:: EXERCISE OBJECTIVE ::
Search the entries below for the line containing "events.iter().fold((0, 0), |(firing, resolved), e|"; from there to the end, return every line exactly and add nothing.

:: INFORMATION SHOWN ::
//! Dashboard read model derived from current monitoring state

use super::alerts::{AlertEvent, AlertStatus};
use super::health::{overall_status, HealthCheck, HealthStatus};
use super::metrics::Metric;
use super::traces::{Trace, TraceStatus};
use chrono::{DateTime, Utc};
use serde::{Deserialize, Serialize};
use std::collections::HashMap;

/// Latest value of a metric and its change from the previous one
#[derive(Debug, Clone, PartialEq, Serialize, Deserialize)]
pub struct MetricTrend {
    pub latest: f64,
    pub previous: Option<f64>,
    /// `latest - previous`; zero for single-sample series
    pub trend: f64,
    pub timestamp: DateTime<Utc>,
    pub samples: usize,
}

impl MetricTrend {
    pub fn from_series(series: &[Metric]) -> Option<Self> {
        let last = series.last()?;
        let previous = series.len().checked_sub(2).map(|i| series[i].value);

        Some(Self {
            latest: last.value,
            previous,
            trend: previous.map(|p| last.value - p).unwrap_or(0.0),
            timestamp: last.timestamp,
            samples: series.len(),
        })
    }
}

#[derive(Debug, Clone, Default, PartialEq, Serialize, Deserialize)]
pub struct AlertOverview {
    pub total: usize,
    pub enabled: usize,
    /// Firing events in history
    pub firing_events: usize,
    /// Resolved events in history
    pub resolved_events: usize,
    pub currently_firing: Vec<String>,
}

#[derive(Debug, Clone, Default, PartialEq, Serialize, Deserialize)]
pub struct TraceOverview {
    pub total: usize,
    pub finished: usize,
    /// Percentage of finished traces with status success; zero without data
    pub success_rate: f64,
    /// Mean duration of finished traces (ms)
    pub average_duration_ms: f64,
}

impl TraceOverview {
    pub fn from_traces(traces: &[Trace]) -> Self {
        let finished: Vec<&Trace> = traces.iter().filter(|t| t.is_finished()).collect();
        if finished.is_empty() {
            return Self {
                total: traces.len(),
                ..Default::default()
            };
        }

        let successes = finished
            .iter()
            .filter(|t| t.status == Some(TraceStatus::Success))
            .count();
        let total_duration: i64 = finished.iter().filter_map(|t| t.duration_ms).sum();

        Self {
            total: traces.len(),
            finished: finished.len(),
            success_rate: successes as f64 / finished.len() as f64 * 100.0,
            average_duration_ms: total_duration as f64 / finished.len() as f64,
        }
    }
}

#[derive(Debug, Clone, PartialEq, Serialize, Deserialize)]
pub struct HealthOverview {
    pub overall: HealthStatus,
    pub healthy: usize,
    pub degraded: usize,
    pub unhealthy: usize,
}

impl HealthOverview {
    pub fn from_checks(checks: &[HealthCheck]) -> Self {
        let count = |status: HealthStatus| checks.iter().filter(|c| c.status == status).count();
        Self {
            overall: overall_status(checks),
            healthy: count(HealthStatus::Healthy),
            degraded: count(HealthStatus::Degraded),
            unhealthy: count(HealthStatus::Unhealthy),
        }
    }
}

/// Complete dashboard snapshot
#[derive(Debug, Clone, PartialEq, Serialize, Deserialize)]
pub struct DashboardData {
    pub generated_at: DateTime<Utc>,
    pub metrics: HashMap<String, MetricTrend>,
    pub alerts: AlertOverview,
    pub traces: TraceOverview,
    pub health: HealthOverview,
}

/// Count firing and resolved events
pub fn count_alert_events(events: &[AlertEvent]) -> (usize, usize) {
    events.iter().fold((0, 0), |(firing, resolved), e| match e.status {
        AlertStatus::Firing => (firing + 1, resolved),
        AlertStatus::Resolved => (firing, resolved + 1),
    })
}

:: ANSWER FOR THIS EXERCISE ::
    events.iter().fold((0, 0), |(firing, resolved), e| match e.status {
        AlertStatus::Firing => (firing + 1, resolved),
        AlertStatus::Resolved => (firing, resolved + 1),
    })
}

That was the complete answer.